И, когда четыре года спустя (в 1969), у побережья залива моя семимесячная дочь Люба, сидя в коляске, лепетала что-то свое, казалось мне, что она понимает еще, о чем беседуют между собой эти волны, в отличие от нас, взрослых, которым за суетой каждодневных дел нет времени прислушиваться ни к дыханию моря, ни к шепоту звезд. Конечно же, к этому времени моя детская и юношеская романтика уступила место серьезному размышлению о том, чем же заняты окружающие меня люди. Не на кухне, разумеется, ради которой не жалеет человек ни сил, ни времени, а чем они заняты в своем одиночестве, когда остаются сами с собой, с наступающей ночью после закончившейся суеты дня, или утром, когда эта суета еще не наступила. И все чаще и чаще я вспоминал выписанное когда-то из Сенанкура:

«Подлинная жизнь человека заключена в нем самом, а все, что он получает извне, случайно и подчиненно».

В силу этого, помимо служебных обязанностей, как и ранее помимо учебы, меня продолжала интересовать философия и социология, которые постепенно стали перетекать в историю и психологию: «Статьи и письма» П. Я. Чаадаева, «Философские произведения» А. И. Герцена, «Курс русской истории» В. О. Ключевского, «Педагогические произведения» Н. А. Добролюбова. Книги же «Россия под властью царей» С. М. Степняка-Кравчинского, «История царской тюрьмы» М. Н. Гернета и сборник документов по «Делу Чернышевского» стали почти настольными.

Отсюда возникло и более внимательное отношение к тому, что происходило теперь не в чопорной Англии или в экспансивной Франции, а в своей собственной неприкаянной стране. А с этой ступеньки оставался лишь один шаг и до политики – этой проститутки, которая отдается то общественному мнению, то власть имущим.

В собственной же стране к 1966–1968 годам отчетливо обозначился закат демократических перемен, начатых Никитой Хрущевым.

Воспитав себя на основах западной демократии, с таким «закатом» преобразований в России я был не согласен.

И свернувшийся в клубок котенок прыгнул вдруг на показавшуюся из норки мышь. Но котенок – это все же не умудренный годами кот. Да и мышка оказалась клыкастым тигром. В связи с этим «несогласием» и возникло «уголовное дело» офицеров Балтийского флота, которым интересовался теперь (через 30 лет) у себя в Эстонии неизвестный мне господин Виктор Нийтсоо.

Тогда же, 3 июня 1969 года, меня уведомили об исключении из партии (КПСС). В этот же день незнакомые люди произвели обыск в комнатах нашей квартиры, в ее чулане и в совмещенном с ванной туалете, не забыв по небольшой лестнице подняться на чердак, а затем и спуститься с пятого этажа в подвал дома, где находились так называемые «сараи» его жильцов.
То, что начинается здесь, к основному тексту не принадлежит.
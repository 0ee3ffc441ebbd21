use crate::symbolic::symbolic_engine::Expr;
use crate::symbolic::utils::{find_char_positions_outside_brackets, find_matching_bracket};
use std::f64::consts::{E, PI};
/// a module turns a String expression into a symbolic expression
///# Example
/// ```
/// use RustedIntegralAPI::symbolic::symbolic_engine::Expr;
/// let input = "x^2 + sin(2*x) - exp(x)/3";
/// let parsed_expression = Expr::parse_expression(input).unwrap();
/// println!(" parsed_expression {}", parsed_expression);
/// ```
//                  search recursion diagram
//                "x^2+exp(x)+ln(x)/3"              |
//                |       left  | right             |
//                |_________________________________|
//                |        split by rightmost +     |
//                |_________________________________|
//                | x^2+exp(x)  |   ln(x)/3         |
//                |       |     |          |        |
//                |_____ \|/    |          |        |
//                |   split by+ |          |        |
//                |_____________|__________|________|
//                | x^2 | exp(x)| split by /        |
//                |____Ok_______|_________\|/_______|
//                  etc...

// function prefixes recognized by the parser; several spellings map to the
// same Expr variant (tan/tg, asin/arcsin, ...)
const FUNCTIONS: &[(&str, fn(Box<Expr>) -> Expr)] = &[
    ("exp", Expr::Exp),
    ("ln", Expr::Ln),
    ("log", Expr::Ln),
    ("sin", Expr::sin),
    ("cos", Expr::cos),
    ("tg", Expr::tg),
    ("tan", Expr::tg),
    ("ctg", Expr::ctg),
    ("cot", Expr::ctg),
    ("arcsin", Expr::arcsin),
    ("asin", Expr::arcsin),
    ("arccos", Expr::arccos),
    ("acos", Expr::arccos),
    ("arctg", Expr::arctg),
    ("arctan", Expr::arctg),
    ("atan", Expr::arctg),
    ("arcctg", Expr::arcctg),
    ("arccot", Expr::arcctg),
    ("acot", Expr::arcctg),
];

/// Normalizes raw user input before parsing: trims whitespace and rewrites the
/// Python-style power operator `**` into `^`.
pub fn normalize_input(input: &str) -> String {
    input
        .replace("**", "^")
        .chars()
        .filter(|c| !c.is_whitespace())
        .collect()
}

// a '+' or '-' is a sign rather than a binary operator when it opens the string,
// follows another operator, or sits inside a scientific literal like 1e-3
fn is_unary_sign(chars: &[char], i: usize) -> bool {
    if i == 0 {
        return true;
    }
    let prev = chars[i - 1];
    if matches!(prev, '+' | '-' | '*' | '/' | '^' | '(') {
        return true;
    }
    if (prev == 'e' || prev == 'E') && i >= 2 && chars[i - 2].is_ascii_digit() {
        return true;
    }
    false
}

// function to find the rightmost occurrence of operators at the same precedence level
// (rightmost keeps left-associativity: a-b-c parses as (a-b)-c)
fn find_rightmost_operator_outside_brackets(
    input: &str,
    operators: &[char],
) -> Option<(usize, char)> {
    let chars: Vec<char> = input.chars().collect();
    let mut bracket_depth = 0usize;
    let mut last_op = None;

    for (i, c) in chars.iter().enumerate() {
        match c {
            '(' => bracket_depth += 1,
            ')' => bracket_depth = bracket_depth.saturating_sub(1),
            _ if bracket_depth == 0 && operators.contains(c) => {
                if (*c == '+' || *c == '-') && is_unary_sign(&chars, i) {
                    continue;
                }
                last_op = Some((i, *c));
            }
            _ => {}
        }
    }

    last_op
}

pub fn parse_expression_func(input: &str) -> Result<Expr, String> {
    let input = input.trim();
    if input.is_empty() {
        return Err("empty expression".to_string());
    }

    // expression entirely wrapped in brackets: strip and recurse
    if input.starts_with('(') {
        if let Some(end) = find_matching_bracket(input, 0) {
            if end == input.len() - 1 {
                return parse_expression_func(&input[1..end]);
            }
        } else {
            return Err(format!("unmatched bracket in '{}'", input));
        }
    }

    // addition and subtraction
    if let Some((pos, op)) = find_rightmost_operator_outside_brackets(input, &['+', '-']) {
        let left = input[..pos].trim();
        let right = input[pos + 1..].trim();
        let lhs = parse_expression_func(left)?;
        let rhs = parse_expression_func(right)?;
        return Ok(match op {
            '+' => Expr::Add(Box::new(lhs), Box::new(rhs)),
            _ => Expr::Sub(Box::new(lhs), Box::new(rhs)),
        });
    }

    // unary minus: -f parses as (-1) * f
    if let Some(rest) = input.strip_prefix('-') {
        let inner = parse_expression_func(rest)?;
        return Ok(Expr::Mul(Box::new(Expr::Const(-1.0)), Box::new(inner)));
    }
    if let Some(rest) = input.strip_prefix('+') {
        return parse_expression_func(rest);
    }

    // multiplication and division
    if let Some((pos, op)) = find_rightmost_operator_outside_brackets(input, &['*', '/']) {
        let left = input[..pos].trim();
        let right = input[pos + 1..].trim();
        let lhs = parse_expression_func(left)?;
        let rhs = parse_expression_func(right)?;
        return Ok(match op {
            '*' => Expr::Mul(Box::new(lhs), Box::new(rhs)),
            _ => Expr::Div(Box::new(lhs), Box::new(rhs)),
        });
    }

    // exponentiation; leftmost split keeps ^ right-associative
    if let Some(pos) = find_char_positions_outside_brackets(input, '^') {
        let base = input[..pos].trim();
        let exponent = input[pos + 1..].trim();
        let base_expr = parse_expression_func(base)?;
        let exponent_expr = parse_expression_func(exponent)?;
        return Ok(Expr::Pow(Box::new(base_expr), Box::new(exponent_expr)));
    }

    // known functions: name followed by a bracketed argument spanning the rest
    for (name, constructor) in FUNCTIONS {
        if let Some(after) = input.strip_prefix(name) {
            if after.starts_with('(') {
                match find_matching_bracket(input, name.len()) {
                    Some(end) if end == input.len() - 1 => {
                        let inner = parse_expression_func(&input[name.len() + 1..end])?;
                        return Ok(constructor(Box::new(inner)));
                    }
                    Some(_) => {
                        return Err(format!("unexpected trailing input in '{}'", input));
                    }
                    None => return Err(format!("unmatched bracket in '{}'", input)),
                }
            }
        }
    }

    // constants and variables
    if let Ok(value) = input.parse::<f64>() {
        return Ok(Expr::Const(value));
    }
    if input.chars().all(|c| c.is_alphanumeric() || c == '_')
        && input.chars().next().is_some_and(|c| c.is_alphabetic())
    {
        return Ok(match input {
            "e" => Expr::Const(E),
            "pi" | "Pi" | "PI" => Expr::Const(PI),
            _ => Expr::Var(input.to_string()),
        });
    }

    Err(format!("invalid expression fragment: '{}'", input))
}

impl Expr {
    /// EXPRESSION PARSING FROM STRINGS

    /// Parses a mathematical expression from string representation.
    ///
    /// Converts human-readable mathematical notation into a symbolic expression tree.
    /// Supports standard mathematical operators, functions, and parentheses.
    ///
    /// # Arguments
    /// * `input` - String containing mathematical expression (e.g., "x^2 + sin(2*x)")
    ///
    /// # Returns
    /// Parsed symbolic expression, or a human-readable error for invalid syntax
    ///
    /// # Supported Syntax
    /// - Variables: x, t, var_name
    /// - Constants: 3.14, -2.5, 1e-6, and the named constants e and pi
    /// - Operators: +, -, *, /, ^ (also ** as a synonym for ^)
    /// - Functions: sin, cos, tan/tg, cot/ctg, exp, ln/log, arcsin/asin, arccos/acos,
    ///   arctan/arctg/atan, arccot/arcctg/acot
    /// - Parentheses for grouping
    pub fn parse_expression(input: &str) -> Result<Expr, String> {
        let normalized = normalize_input(input);
        parse_expression_func(&normalized)
    }
}

#[cfg(test)]
mod tests {
    use super::*;

    #[test]
    fn test_parse_exponential() {
        let expr = Expr::parse_expression("exp(x)").unwrap();
        assert_eq!(expr, Expr::Exp(Box::new(Expr::Var("x".to_string()))));
    }

    #[test]
    fn test_parse_constant() {
        let expr = Expr::parse_expression("42").unwrap();
        assert_eq!(expr, Expr::Const(42.0));
    }

    #[test]
    fn test_parse_scientific_constant() {
        let expr = Expr::parse_expression("1e-3").unwrap();
        assert_eq!(expr, Expr::Const(0.001));
    }

    #[test]
    fn test_parse_named_constants() {
        assert_eq!(
            Expr::parse_expression("e").unwrap(),
            Expr::Const(std::f64::consts::E)
        );
        assert_eq!(
            Expr::parse_expression("pi").unwrap(),
            Expr::Const(std::f64::consts::PI)
        );
    }

    #[test]
    fn test_parse_variable() {
        let expr = Expr::parse_expression("x").unwrap();
        assert_eq!(expr, Expr::Var("x".to_string()));
    }

    #[test]
    fn test_parse_addition() {
        let expr = Expr::parse_expression("x + 2").unwrap();
        assert_eq!(
            expr,
            Expr::Add(
                Box::new(Expr::Var("x".to_string())),
                Box::new(Expr::Const(2.0))
            )
        );
    }

    #[test]
    fn test_parse_subtraction_left_associative() {
        // x - 1 - 2 must parse as (x - 1) - 2
        let expr = Expr::parse_expression("x - 1 - 2").unwrap();
        let expected = Expr::Sub(
            Box::new(Expr::Sub(
                Box::new(Expr::Var("x".to_string())),
                Box::new(Expr::Const(1.0)),
            )),
            Box::new(Expr::Const(2.0)),
        );
        assert_eq!(expr, expected);
    }

    #[test]
    fn test_parse_division_left_associative() {
        // a/b/c must parse as (a/b)/c
        let expr = Expr::parse_expression("x/2/3").unwrap();
        let expected = Expr::Div(
            Box::new(Expr::Div(
                Box::new(Expr::Var("x".to_string())),
                Box::new(Expr::Const(2.0)),
            )),
            Box::new(Expr::Const(3.0)),
        );
        assert_eq!(expr, expected);
    }

    #[test]
    fn test_parse_power() {
        let expr = Expr::parse_expression("x^2").unwrap();
        assert_eq!(
            expr,
            Expr::Pow(
                Box::new(Expr::Var("x".to_string())),
                Box::new(Expr::Const(2.0))
            )
        );
    }

    #[test]
    fn test_parse_python_style_power() {
        assert_eq!(
            Expr::parse_expression("x**2").unwrap(),
            Expr::parse_expression("x^2").unwrap()
        );
    }

    #[test]
    fn test_parse_unary_minus_binds_looser_than_power() {
        // -x^2 must parse as -(x^2)
        let expr = Expr::parse_expression("-x^2").unwrap();
        let expected = Expr::Mul(
            Box::new(Expr::Const(-1.0)),
            Box::new(Expr::Pow(
                Box::new(Expr::Var("x".to_string())),
                Box::new(Expr::Const(2.0)),
            )),
        );
        assert_eq!(expr, expected);
    }

    #[test]
    fn test_parse_logarithm() {
        let expr = Expr::parse_expression("log(x)").unwrap();
        assert_eq!(expr, Expr::Ln(Box::new(Expr::Var("x".to_string()))));
    }

    #[test]
    fn test_parse_expression_with_brackets() {
        let expr = Expr::parse_expression("(x + y) * z").unwrap();
        assert_eq!(
            expr,
            Expr::Mul(
                Box::new(Expr::Add(
                    Box::new(Expr::Var("x".to_string())),
                    Box::new(Expr::Var("y".to_string()))
                )),
                Box::new(Expr::Var("z".to_string()))
            )
        );
    }

    #[test]
    fn test_parse_complex_expression() {
        let expr = Expr::parse_expression("(x + y) * (z - 2) / exp(w)").unwrap();
        let x = Box::new(Expr::Var("x".to_string()));
        let y = Box::new(Expr::Var("y".to_string()));
        let z = Box::new(Expr::Var("z".to_string()));
        let w = Box::new(Expr::Var("w".to_string()));
        let C = Box::new(Expr::Const(2.0));
        let x_plus_y = Box::new(Expr::Add(x, y));
        let z_minus_C = Box::new(Expr::Sub(z, C));
        let e = Box::new(Expr::Exp(w));
        let numerator = Box::new(Expr::Mul(x_plus_y, z_minus_C));
        let Res = Expr::Div(numerator, e);
        assert_eq!(expr, Res);
    }

    #[test]
    fn test_invalid_expression() {
        let result = Expr::parse_expression("(x +");
        assert!(result.is_err());
    }

    #[test]
    fn test_trailing_operator() {
        let result = Expr::parse_expression("sin(x)*");
        assert!(result.is_err());
    }

    #[test]
    fn test_empty_input() {
        assert!(Expr::parse_expression("").is_err());
        assert!(Expr::parse_expression("   ").is_err());
    }

    #[test]
    fn test_unmatched_brackets() {
        let result = Expr::parse_expression("(x + y");
        assert!(result.is_err());
    }

    #[test]
    fn test_multiple_addition() {
        let result = Expr::parse_expression("x^2 - x - 1").unwrap();
        let x = Box::new(Expr::Var("x".to_string()));
        let to_check =
            Expr::Pow(x.clone(), Box::new(Expr::Const(2.0))) - *x.clone() - Expr::Const(1.0);
        assert_eq!(result, to_check);
    }

    #[test]
    fn test_parse_sin() {
        let expr = Expr::parse_expression("sin(x)").unwrap();
        assert_eq!(expr, Expr::sin(Box::new(Expr::Var("x".to_string()))));
    }

    #[test]
    fn test_parse_tan_synonyms() {
        let expr_tg = Expr::parse_expression("tg(x)").unwrap();
        let expr_tan = Expr::parse_expression("tan(x)").unwrap();
        assert_eq!(expr_tg, Expr::tg(Box::new(Expr::Var("x".to_string()))));
        assert_eq!(expr_tg, expr_tan);
    }

    #[test]
    fn test_parse_arcsin() {
        let expr = Expr::parse_expression("arcsin(x)").unwrap();
        assert_eq!(expr, Expr::arcsin(Box::new(Expr::Var("x".to_string()))));
    }

    #[test]
    fn test_parse_complex_trig() {
        let expr = Expr::parse_expression("sin(x) + cos(y)").unwrap();
        assert_eq!(
            expr,
            Expr::Add(
                Box::new(Expr::sin(Box::new(Expr::Var("x".to_string())))),
                Box::new(Expr::cos(Box::new(Expr::Var("y".to_string()))))
            )
        );
    }

    #[test]
    fn test_parse_nested_trig() {
        let expr = Expr::parse_expression("sin(cos(x))").unwrap();
        assert_eq!(
            expr,
            Expr::sin(Box::new(Expr::cos(Box::new(Expr::Var("x".to_string())))))
        );
    }
}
Что они искали на чердаке и в сарае – гаубицу, что ли, или еще какое смертоносное железо, трудно сказать. Но, уходя, пришельцы случайно прихватили с собой взятую из-за стеллажа в первой комнате, совсем еще новую пишущую машинку «Consul» вместе с футляром кофейного цвета, в котором лежали две пачки еще не использованной копировальной бумаги.

Я уж не говорю о магнитофонных лентах, которые им и совсем-то были ни к чему – солить, что ли? Но если подсчитать, то три катушки по 180 метров, плюс шесть катушек по 350 метров, итого – 2 км 640 м. Как раз от нашего дома до вокзала. Конечно же, они перепутали, приняв магнитофонную ленту за бикфордов шнур.

Пришельцы и есть пришельцы. Что еще можно ожидать от сектоидов или крислидов со змеюками. Думаю, что и магнитофон «Днепр-11», обнаруженный в передней комнате крислидами, переодетыми в военную форму и, наверняка, с фальшивыми документами, был принят ими за адскую машину, тем более что на нем указывался и радиус действия – 9,5 и 19 метров. По современным меркам – маленький террористический акт одного бизнесмена (нового русского) против другого. А сколько было вывезено от нас уложенной в мешки бумаги (газетных вырезок, писем с конвертами, даже несколько книг иностранного издания). И разве мог я подумать, что уже тогда даже в особых отделах пришельцев была такая «напряженка» с туалетной бумагой. Вот откуда через 30 лет у нас сложности и с бумагой для писем.